# torch.distributed.fsdp.fully_shard

## PyTorch FSDP2 (`fully_shard`)

PyTorch FSDP2 ([RFC](<https://github.com/pytorch/pytorch/issues/114299>)) provides
a fully sharded data parallelism (FSDP) implementation targeting performant
eager-mode while using per-parameter sharding for improved usability

- See the [Getting Started with FSDP2](https://pytorch.org/tutorials/intermediate/FSDP_tutorial.html)
  tutorial for more information.

- If you are currently using FSDP1, consider migrating to FSDP2 using our
  [migration guide](https://docs.pytorch.org/tutorials/intermediate/FSDP_tutorial.html#fsdp1-to-fsdp2-migration-guide).


The user contract for ``fully_shard(model)`` is as follows

- For model initialization, fully_shard converts model.parameters() from
  plain torch.Tensor to DTensor in-place. The parameters are moved to the
  appropriate device according to the device mesh.

- Before forward and backward passes, pre-forward/backward hooks are
  responsible for all-gathering the parameters and converting model.parameters()
  from DTensor to plain torch.Tensor.

- After forward and backward passes, post-forward/backward hooks free
  the unsharded parameters (no communication needed) and convert
  model.parameters() from plain torch.Tensor back to DTensor.

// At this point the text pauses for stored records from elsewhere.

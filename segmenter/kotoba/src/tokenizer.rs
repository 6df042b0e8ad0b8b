//! Pull-based token stream driver.
//!
//! Owns the scan state for one input at a time: the accumulated text
//! window, the cursor past the last consumed run, and the overlong-skip
//! counter. Single-threaded and non-reentrant; reuse across inputs goes
//! through [`Tokenizer::reset`], so instances can be pooled.
//!
//! The window accumulates the whole of one input and is recycled on
//! `reset`. That costs memory proportional to the input length, and buys
//! zero-copy `&str` tokens plus cheap position snapshots during
//! backtracking — the same trade the scan buffer in a batch lexer makes.

use kotoba_core::{Matcher, Pos, Scan, Span};

use crate::source::{SourceError, TextSource};
use crate::token::{Token, TokenKind};

/// Default maximum token length, in code points.
pub const DEFAULT_MAX_TOKEN_LEN: u32 = 255;

/// Upper bound accepted by [`Tokenizer::set_max_token_len`].
pub const MAX_TOKEN_LEN_LIMIT: u32 = 1024 * 1024;

/// Driver states. `Closed` until the first `reset`; `Exhausted` is
/// terminal for a given input.
#[derive(Clone, Copy, Debug, PartialEq, Eq)]
enum State {
    Closed,
    Ready,
    Exhausted,
}

type OffsetFn = Box<dyn Fn(u32) -> u32 + Send>;

/// Pull-based word segmenter over a [`TextSource`].
///
/// ```
/// use kotoba::{StrSource, Tokenizer};
///
/// let mut tokenizer = Tokenizer::new();
/// tokenizer.reset(StrSource::new("Hello, 世界! 3.14"));
/// let mut seen = Vec::new();
/// while let Some(token) = tokenizer.advance()? {
///     seen.push((token.text.to_owned(), token.kind.tag()));
/// }
/// assert_eq!(seen, vec![
///     ("Hello".to_owned(), "<ALPHANUM>"),
///     ("世".to_owned(), "<IDEOGRAPHIC>"),
///     ("界".to_owned(), "<IDEOGRAPHIC>"),
///     ("3.14".to_owned(), "<NUM>"),
/// ]);
/// assert_eq!(tokenizer.finish(), 15);
/// # Ok::<(), kotoba::SourceError>(())
/// ```
pub struct Tokenizer<S> {
    source: Option<S>,
    /// Accumulated window of the current input.
    window: String,
    /// Cursor just past the last consumed run.
    cursor: Pos,
    /// The source has been drained for the current binding.
    at_end: bool,
    /// Overlong runs dropped since the last emitted token.
    skipped: u32,
    max_token_len: u32,
    offset_correction: Option<OffsetFn>,
    state: State,
}

impl<S: TextSource> Tokenizer<S> {
    /// Create an unbound tokenizer. Call [`reset`](Self::reset) to bind
    /// an input before advancing.
    pub fn new() -> Self {
        Self {
            source: None,
            window: String::new(),
            cursor: Pos::ORIGIN,
            at_end: false,
            skipped: 0,
            max_token_len: DEFAULT_MAX_TOKEN_LEN,
            offset_correction: None,
            state: State::Closed,
        }
    }

    /// Bind a new input, discarding any state from the previous one.
    ///
    /// Valid in every state. The configured maximum token length and the
    /// offset correction survive — they are caller options, not per-input
    /// state.
    pub fn reset(&mut self, source: S) {
        tracing::trace!("tokenizer rebound to new input");
        self.source = Some(source);
        self.window.clear();
        self.cursor = Pos::ORIGIN;
        self.at_end = false;
        self.skipped = 0;
        self.state = State::Ready;
    }

    /// Produce the next token, or `Ok(None)` once the input is
    /// exhausted.
    ///
    /// Overlong runs are dropped silently; the next emitted token's
    /// `position_increment` accounts for them. A read failure from the
    /// source aborts this call and propagates unmodified.
    ///
    /// # Panics
    ///
    /// Panics if no input has ever been bound.
    pub fn advance(&mut self) -> Result<Option<Token<'_>>, SourceError> {
        assert!(
            self.state != State::Closed,
            "advance() on a tokenizer with no input bound; call reset() first"
        );
        if self.state == State::Exhausted {
            return Ok(None);
        }
        loop {
            let scan = Matcher::new(&self.window, self.at_end).run_at(self.cursor);
            match scan {
                Scan::NeedInput => self.fill()?,
                Scan::End => {
                    self.state = State::Exhausted;
                    return Ok(None);
                }
                Scan::Run(run) => {
                    let start = self.cursor;
                    self.cursor = run.end;
                    let Some(kind) = TokenKind::from_run(run.kind) else {
                        // Gap run: consumed, never emitted, no skip
                        // accounting.
                        continue;
                    };
                    let len = run.end.chars - start.chars;
                    if len > self.max_token_len {
                        self.skipped += 1;
                        tracing::debug!(
                            start = start.chars,
                            end = run.end.chars,
                            len,
                            max = self.max_token_len,
                            "dropping overlong run"
                        );
                        continue;
                    }
                    let span = Span::new(self.correct(start.chars), self.correct(run.end.chars));
                    let position_increment = 1 + self.skipped;
                    self.skipped = 0;
                    let text = &self.window[start.byte as usize..run.end.byte as usize];
                    return Ok(Some(Token {
                        text,
                        kind,
                        span,
                        position_increment,
                    }));
                }
            }
        }
    }

    /// Report the corrected end-of-input offset as a zero-width final
    /// position. Idempotent.
    ///
    /// # Panics
    ///
    /// Panics unless the input has been exhausted.
    pub fn finish(&self) -> u32 {
        assert!(
            self.state == State::Exhausted,
            "finish() before the input is exhausted"
        );
        let offset = self.correct(self.cursor.chars);
        tracing::trace!(offset, "tokenizer finished");
        offset
    }

    /// The configured maximum token length, in code points.
    pub fn max_token_len(&self) -> u32 {
        self.max_token_len
    }

    /// Set the maximum token length. Runs longer than this are dropped
    /// with position-increment bookkeeping.
    ///
    /// # Panics
    ///
    /// Panics when `len` is zero or exceeds [`MAX_TOKEN_LEN_LIMIT`].
    pub fn set_max_token_len(&mut self, len: u32) {
        assert!(
            (1..=MAX_TOKEN_LEN_LIMIT).contains(&len),
            "max token length must be within 1..={MAX_TOKEN_LEN_LIMIT}, got {len}"
        );
        self.max_token_len = len;
    }

    /// Install the offset correction supplied by an upstream filtering
    /// stage. Applied to every emitted offset and to the [`finish`]
    /// offset; identity when unset.
    ///
    /// [`finish`]: Self::finish
    pub fn set_offset_correction(&mut self, f: impl Fn(u32) -> u32 + Send + 'static) {
        self.offset_correction = Some(Box::new(f));
    }

    fn correct(&self, raw: u32) -> u32 {
        match &self.offset_correction {
            Some(f) => f(raw),
            None => raw,
        }
    }

    /// Pull chunks until the window grows or the source reports end of
    /// input. Empty chunks are skipped so a pending probe always makes
    /// progress on retry.
    fn fill(&mut self) -> Result<(), SourceError> {
        let Some(source) = self.source.as_mut() else {
            self.at_end = true;
            return Ok(());
        };
        loop {
            match source.next_chunk()? {
                Some(chunk) if chunk.is_empty() => {}
                Some(chunk) => {
                    self.window.push_str(chunk);
                    return Ok(());
                }
                None => {
                    self.at_end = true;
                    return Ok(());
                }
            }
        }
    }
}

impl<S: TextSource> Default for Tokenizer<S> {
    fn default() -> Self {
        Self::new()
    }
}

- For the optimizer, it must be initialized with the DTensor model.parameters(),
  and the optimizer step should be performed on DTensor parameters.

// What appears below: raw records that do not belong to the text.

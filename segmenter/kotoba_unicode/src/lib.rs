//! Pinned Unicode property snapshot for the kotoba segmenter.
//!
//! Resolves a code point to its Word_Break property class and its
//! script/line-break extension class (Han, Hiragana, Complex_Context),
//! from a committed snapshot of the Unicode Character Database. The
//! boundary rules live in `kotoba_core`; this crate is data only, so the
//! snapshot version can be upgraded independently of the matching logic.
//!
//! The tables are immutable after first load and shared process-wide; no
//! locking is needed on the lookup path.

mod classify;
mod tables;

pub use classify::{classify, script_class, word_break, CharClass, ScriptClass, WordBreak};

/// The [Unicode version](https://www.unicode.org/versions/) this
/// snapshot is pinned to. Upgrading is a deliberate migration: replace
/// `tables.rs` against a newer UCD drop, bump this constant, and re-run
/// the structural tests.
pub const UNICODE_VERSION: (u8, u8, u8) = (6, 0, 0);
//! Document-store abstractions for leave and attendance collections.
//!
//! The engine never talks to a database directly; it issues indexed
//! lookups through these traits. Hosts back them with whatever document
//! store they run; [`memory::MemoryStore`] backs them for tests and
//! lightweight embedding.

pub mod memory;

use chrono::NaiveDate;
use uuid::Uuid;

use crate::error::EngineResult;
use crate::models::{AttendanceRecord, LeaveRequest, LeaveStatus};

pub use memory::MemoryStore;

/// Abstraction over the leave-request collection.
pub trait LeaveStore: Send + Sync {
    /// Inserts a new leave request.
    fn insert(&self, leave: LeaveRequest) -> EngineResult<()>;

    /// Fetches a leave request by id.
    fn get(&self, id: Uuid) -> EngineResult<Option<LeaveRequest>>;

    /// Persists an updated leave request.
    fn update(&self, leave: &LeaveRequest) -> EngineResult<()>;

    /// Returns an employee's leave requests holding any of the given
    /// statuses, ordered by start date.
    fn find_by_employee(
        &self,
        employee_id: &str,
        statuses: &[LeaveStatus],
    ) -> EngineResult<Vec<LeaveRequest>>;
}

/// Abstraction over the attendance collection, keyed by (employee, day).
pub trait AttendanceStore: Send + Sync {
    /// Fetches the record for an employee and calendar day.
    fn get(&self, employee_id: &str, date: NaiveDate) -> EngineResult<Option<AttendanceRecord>>;

    /// Creates or replaces the record for its (employee, day) key.
    fn upsert(&self, record: AttendanceRecord) -> EngineResult<()>;

    /// Deletes the record for an employee and calendar day, if present.
    fn delete(&self, employee_id: &str, date: NaiveDate) -> EngineResult<()>;
}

- Call ``model(input)`` instead of ``model.forward(input)`` to trigger pre-forward
  hooks to all-gather parameters. To make model.forward(input) work, users must
  either call ``model.unshard()`` explicitly or use ``register_fsdp_forward_method(model, "forward")``
  to register the forward method for hooking.

- fully_shard groups parameters together for a single all-gather. User should apply
  fully_shard in a bottom-up manner. For example, in a Transformer model, fully_shard
  should be applied to each layer before applying it to the root model. When applied
  to the root model, fully_shard excludes model.parameters() from each layer and groups
  the remaining parameters (e.g., embeddings, output projection) into a single
  all-gather group.

- ``type(model)`` is "unioned" with ``FSDPModule`` in-place. For example, if model
  is originally of type nn.Linear, then fully_shard changes ``type(model)`` from
  nn.Linear to ``FSDPLinear`` in-place. ``FSDPLinear`` is an instance of both
  nn.Linear and ``FSDPModule``. It retains all methods of nn.Linear while also
  exposing FSDP2-specific APIs under FSDPModule, such as ``reshard()`` and
  ``unshard()``.

- Fully Qualified Names (FQNs) for parameters remain unchanged. If we call
  ``model.state_dict()``, the FQNs are the same before and after applying
  fully_shard. This is because fully_shard does not wrap the module but only
  registers hooks to the original module.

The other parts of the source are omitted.